There are TWO chief weapons, er, excuse me, TWO chief things that
browser vendors need to do to support content negotiation.
1) Browsers need to be honest about what they send. If you support
text/x-netscape-html, say so! If you support application/director, say
so! If you can shuffle director off to a helper app, but can't inline
it, don't send it in the Accept:s of inlined object requests. You don't
have to put every mime type in the accept header, just the most common.
As Koen noted, if a browser is noticing that it's having to default to
reactive content negotiation for a large number of hits it can adjust its
Accept:s accordingly - it might also guess based on filename extension as
an optimization, too. Because if none is acceptible, it can fall back on
Thing #2:
2) A response mechanism for 406 None Acceptible. In
<URL:http://www.ics.uci.edu/pub/ietf/http/draft-ietf-http-v10-spec-01.txt>,
which has been obsoleted by the BCP HTTP/1.0 but from which most of the
new parts of HTTP/1.1 will come, section 8.28 clearly outlines a system
which would be adequate for our needs. Can we talk about its adequacy for
the purposes of copntent negotiation, for which is was clearly intended,
or are we going to keep passing the "406's format's not defined" buck
until someone gets shot? If the definitions in that system appear
alright, why not use it? What's not there that needs to be? If I get a
few nodding heads we can commit to implementing it in Apache.

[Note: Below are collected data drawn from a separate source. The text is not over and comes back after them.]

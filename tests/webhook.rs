//! Tests for POST /payments/webhook: idempotent license generation.

use std::sync::atomic::Ordering;
use std::time::Duration;

use axum::http::StatusCode;
use serde_json::json;
use tower::ServiceExt;

mod common;
use common::*;

use vtrack_license::db::queries;
use vtrack_license::maintenance;
use vtrack_license::models::OrderStatus;

#[tokio::test]
async fn test_purchase_to_valid_license() {
    let app = create_test_app();

    let created = body_json(
        app.router()
            .oneshot(post_json(
                "/payments",
                &json!({"customerEmail": "a@b.com", "packageCode": "personal_1y"}),
            ))
            .await
            .unwrap(),
    )
    .await;
    let order_code = created["orderCode"].as_i64().unwrap();

    let response = app
        .router()
        .oneshot(post_json(
            "/payments/webhook",
            &webhook_body(order_code, 990_000, "00"),
        ))
        .await
        .unwrap();
    assert_eq!(response.status(), StatusCode::OK);
    let body = body_json(response).await;
    assert_eq!(body["licenseGenerated"], true);
    assert_eq!(body["emailSent"], true);
    let key = body["licenseKey"].as_str().unwrap().to_string();
    assert!(is_well_formed_key(&key, "VTRACK", "P1Y"), "bad key {}", key);

    let order = queries::get_payment_order(&app.conn(), order_code).unwrap().unwrap();
    assert_eq!(order.status, OrderStatus::Completed);

    let license = queries::get_license_by_key(&app.conn(), &key).unwrap().unwrap();
    assert_eq!(license.order_code, Some(order_code));
    assert_eq!(license.customer_email.as_deref(), Some("a@b.com"));
    assert!(license.email_sent_at.is_some());
    assert!(!license.is_trial);

    let validation = body_json(
        app.router()
            .oneshot(get(&format!("/licenses/{}", key)))
            .await
            .unwrap(),
    )
    .await;
    assert_eq!(validation["valid"], true);
    assert_eq!(validation["status"], "active");

    let sent = app.mailer.sent.lock().unwrap().clone();
    assert_eq!(sent, vec![("a@b.com".to_string(), key)]);
}

#[tokio::test]
async fn test_redelivery_returns_same_key() {
    let app = create_test_app();
    let order = create_test_order(&app.conn(), "a@b.com", "personal_1m");
    let event = webhook_body(order.order_code, order.amount, "00");

    let first = body_json(app.router().oneshot(post_json("/payments/webhook", &event)).await.unwrap()).await;
    let second = body_json(app.router().oneshot(post_json("/payments/webhook", &event)).await.unwrap()).await;

    assert_eq!(first["licenseKey"], second["licenseKey"]);
    assert_eq!(first["licenseGenerated"], true);
    assert_eq!(second["licenseGenerated"], false);
    assert_eq!(second["alreadyProcessed"], true);
    assert_eq!(second["emailSent"], true);

    assert_eq!(queries::count_licenses_for_order(&app.conn(), order.order_code).unwrap(), 1);
    assert_eq!(app.mailer.sent_count(), 1);
}

#[tokio::test(flavor = "multi_thread", worker_threads = 4)]
async fn test_concurrent_deliveries_issue_one_license() {
    let app = create_test_app();
    let order = create_test_order(&app.conn(), "a@b.com", "business_1y");
    let event = webhook_body(order.order_code, order.amount, "00");

    let mut tasks = Vec::new();
    for _ in 0..12 {
        let router = app.router();
        let event = event.clone();
        tasks.push(tokio::spawn(async move {
            let response = router
                .oneshot(post_json("/payments/webhook", &event))
                .await
                .unwrap();
            assert_eq!(response.status(), StatusCode::OK);
            body_json(response).await
        }));
    }

    let mut keys = Vec::new();
    let mut generated = 0;
    for task in tasks {
        let body = task.await.unwrap();
        if body["licenseGenerated"] == true {
            generated += 1;
        }
        keys.push(body["licenseKey"].as_str().unwrap().to_string());
    }

    assert_eq!(generated, 1);
    keys.dedup();
    assert_eq!(keys.len(), 1, "all deliveries must see the same key");
    assert_eq!(queries::count_licenses_for_order(&app.conn(), order.order_code).unwrap(), 1);
    assert_eq!(app.mailer.attempts.load(Ordering::SeqCst), 1);
}

#[tokio::test]
async fn test_failure_code_marks_order_failed() {
    let app = create_test_app();
    let order = create_test_order(&app.conn(), "a@b.com", "personal_1y");

    let response = app
        .router()
        .oneshot(post_json(
            "/payments/webhook",
            &webhook_body(order.order_code, 0, "01"),
        ))
        .await
        .unwrap();

    assert_eq!(response.status(), StatusCode::OK);
    let body = body_json(response).await;
    assert_eq!(body["success"], false);
    assert!(body["message"].as_str().unwrap().contains("01"));

    let order = queries::get_payment_order(&app.conn(), order.order_code).unwrap().unwrap();
    assert_eq!(order.status, OrderStatus::Failed);
    assert!(queries::get_license_by_order_code(&app.conn(), order.order_code).unwrap().is_none());
    assert_eq!(app.mailer.attempts.load(Ordering::SeqCst), 0);
}

#[tokio::test]
async fn test_success_after_failure_completes_order() {
    let app = create_test_app();
    let order = create_test_order(&app.conn(), "a@b.com", "personal_1y");

    app.router()
        .oneshot(post_json("/payments/webhook", &webhook_body(order.order_code, 0, "01")))
        .await
        .unwrap();
    let body = body_json(
        app.router()
            .oneshot(post_json(
                "/payments/webhook",
                &webhook_body(order.order_code, order.amount, "00"),
            ))
            .await
            .unwrap(),
    )
    .await;

    assert_eq!(body["licenseGenerated"], true);
    let order = queries::get_payment_order(&app.conn(), order.order_code).unwrap().unwrap();
    assert_eq!(order.status, OrderStatus::Completed);
}

#[tokio::test]
async fn test_completed_order_never_regresses() {
    let app = create_test_app();
    let order = create_test_order(&app.conn(), "a@b.com", "personal_1y");

    let first = body_json(
        app.router()
            .oneshot(post_json(
                "/payments/webhook",
                &webhook_body(order.order_code, order.amount, "00"),
            ))
            .await
            .unwrap(),
    )
    .await;

    let late_failure = app
        .router()
        .oneshot(post_json("/payments/webhook", &webhook_body(order.order_code, 0, "01")))
        .await
        .unwrap();
    assert_eq!(late_failure.status(), StatusCode::OK);

    let stored = queries::get_payment_order(&app.conn(), order.order_code).unwrap().unwrap();
    assert_eq!(stored.status, OrderStatus::Completed);

    let again = body_json(
        app.router()
            .oneshot(post_json(
                "/payments/webhook",
                &webhook_body(order.order_code, order.amount, "00"),
            ))
            .await
            .unwrap(),
    )
    .await;
    assert_eq!(again["licenseKey"], first["licenseKey"]);
}

#[tokio::test]
async fn test_email_failure_keeps_license() {
    let app = test_app().mailer(MockMailer::failing()).build();
    let order = create_test_order(&app.conn(), "a@b.com", "personal_lifetime");

    let body = body_json(
        app.router()
            .oneshot(post_json(
                "/payments/webhook",
                &webhook_body(order.order_code, order.amount, "00"),
            ))
            .await
            .unwrap(),
    )
    .await;

    assert_eq!(body["licenseGenerated"], true);
    assert_eq!(body["emailSent"], false);
    // Retried up to the cap, then given up.
    assert_eq!(app.mailer.attempts.load(Ordering::SeqCst), 3);

    let license = queries::get_license_by_order_code(&app.conn(), order.order_code)
        .unwrap()
        .unwrap();
    assert!(license.email_sent_at.is_none());
    assert!(license.expires_at.is_none());
    assert_eq!(
        queries::get_payment_order(&app.conn(), order.order_code).unwrap().unwrap().status,
        OrderStatus::Completed
    );
}

#[tokio::test]
async fn test_slow_email_does_not_fail_licensed_webhook() {
    let app = test_app()
        .mailer(MockMailer::slow(Duration::from_millis(300)))
        .webhook_timeout(Duration::from_millis(100))
        .build();
    let order = create_test_order(&app.conn(), "slow@b.com", "personal_1y");

    let response = app
        .router()
        .oneshot(post_json(
            "/payments/webhook",
            &webhook_body(order.order_code, order.amount, "00"),
        ))
        .await
        .unwrap();
    assert_eq!(response.status(), StatusCode::OK);
    let body = body_json(response).await;
    assert_eq!(body["licenseGenerated"], true);
    assert_eq!(body["emailSent"], false);
    let key = body["licenseKey"].as_str().unwrap().to_string();
    assert!(is_well_formed_key(&key, "VTRACK", "P1Y"));

    // The send that outlived the deadline still finishes and is recorded.
    tokio::time::sleep(Duration::from_millis(600)).await;
    let license = queries::get_license_by_key(&app.conn(), &key).unwrap().unwrap();
    assert!(license.email_sent_at.is_some());

    let report = maintenance::resend_emails(&app.state, 10).await.unwrap();
    assert_eq!(report.attempted, 0);
    assert_eq!(app.mailer.sent_count(), 1);
    assert_eq!(app.mailer.attempts.load(Ordering::SeqCst), 1);
}

#[tokio::test]
async fn test_unknown_order_is_bad_request() {
    let app = create_test_app();

    let response = app
        .router()
        .oneshot(post_json("/payments/webhook", &webhook_body(424242, 1000, "00")))
        .await
        .unwrap();

    assert_eq!(response.status(), StatusCode::BAD_REQUEST);
    let body = body_json(response).await;
    assert_eq!(body["code"], "ORDER_NOT_FOUND");
}

#[tokio::test]
async fn test_malformed_webhook_is_bad_request() {
    let app = create_test_app();

    let response = app
        .router()
        .oneshot(post_json("/payments/webhook", &json!({"code": "00", "data": {"amount": 5}})))
        .await
        .unwrap();
    assert_eq!(response.status(), StatusCode::BAD_REQUEST);
}

#[tokio::test]
async fn test_order_code_recovered_from_description() {
    let app = create_test_app();
    let order = create_test_order(&app.conn(), "a@b.com", "personal_1y");

    let body = json!({
        "code": "00",
        "data": {
            "amount": order.amount,
            "description": format!("CT1234 VTRACK {} FT99", order.order_code),
            "code": "00",
        },
    });
    let response = app
        .router()
        .oneshot(post_json("/payments/webhook", &body))
        .await
        .unwrap();

    assert_eq!(response.status(), StatusCode::OK);
    assert_eq!(body_json(response).await["licenseGenerated"], true);
}

#[tokio::test]
async fn test_completed_order_without_license_is_internal_error() {
    let app = create_test_app();
    let order = create_test_order(&app.conn(), "a@b.com", "personal_1y");
    app.conn()
        .execute(
            "UPDATE payment_orders SET status = 'completed' WHERE order_code = ?1",
            [order.order_code],
        )
        .unwrap();

    let response = app
        .router()
        .oneshot(post_json(
            "/payments/webhook",
            &webhook_body(order.order_code, order.amount, "00"),
        ))
        .await
        .unwrap();

    assert_eq!(response.status(), StatusCode::INTERNAL_SERVER_ERROR);
    let body = body_json(response).await;
    assert_eq!(body["error"], "Internal server error");
    assert!(queries::get_license_by_order_code(&app.conn(), order.order_code).unwrap().is_none());
}

#[tokio::test]
async fn test_signature_required_when_key_configured() {
    let app = test_app()
        .gateway(MockGateway {
            checksum_key: Some(TEST_CHECKSUM_KEY.to_string()),
            ..MockGateway::default()
        })
        .build();
    let order = create_test_order(&app.conn(), "a@b.com", "personal_1y");

    let response = app
        .router()
        .oneshot(post_json(
            "/payments/webhook",
            &webhook_body(order.order_code, order.amount, "00"),
        ))
        .await
        .unwrap();

    assert_eq!(response.status(), StatusCode::UNAUTHORIZED);
    assert_eq!(body_json(response).await["code"], "INVALID_SIGNATURE");
    assert!(queries::get_license_by_order_code(&app.conn(), order.order_code).unwrap().is_none());
}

I'm working on a "Content negotiation for dummies" paper to be circulated
soon - I'd like to be a little more optimistic about things than the
paper currently is.
As for writing conditional HTML to be bugwards-compatible with all browsers -
how are people using broken software supposed to know their software is
broken? Makes me pine for a future where all objects render themselves.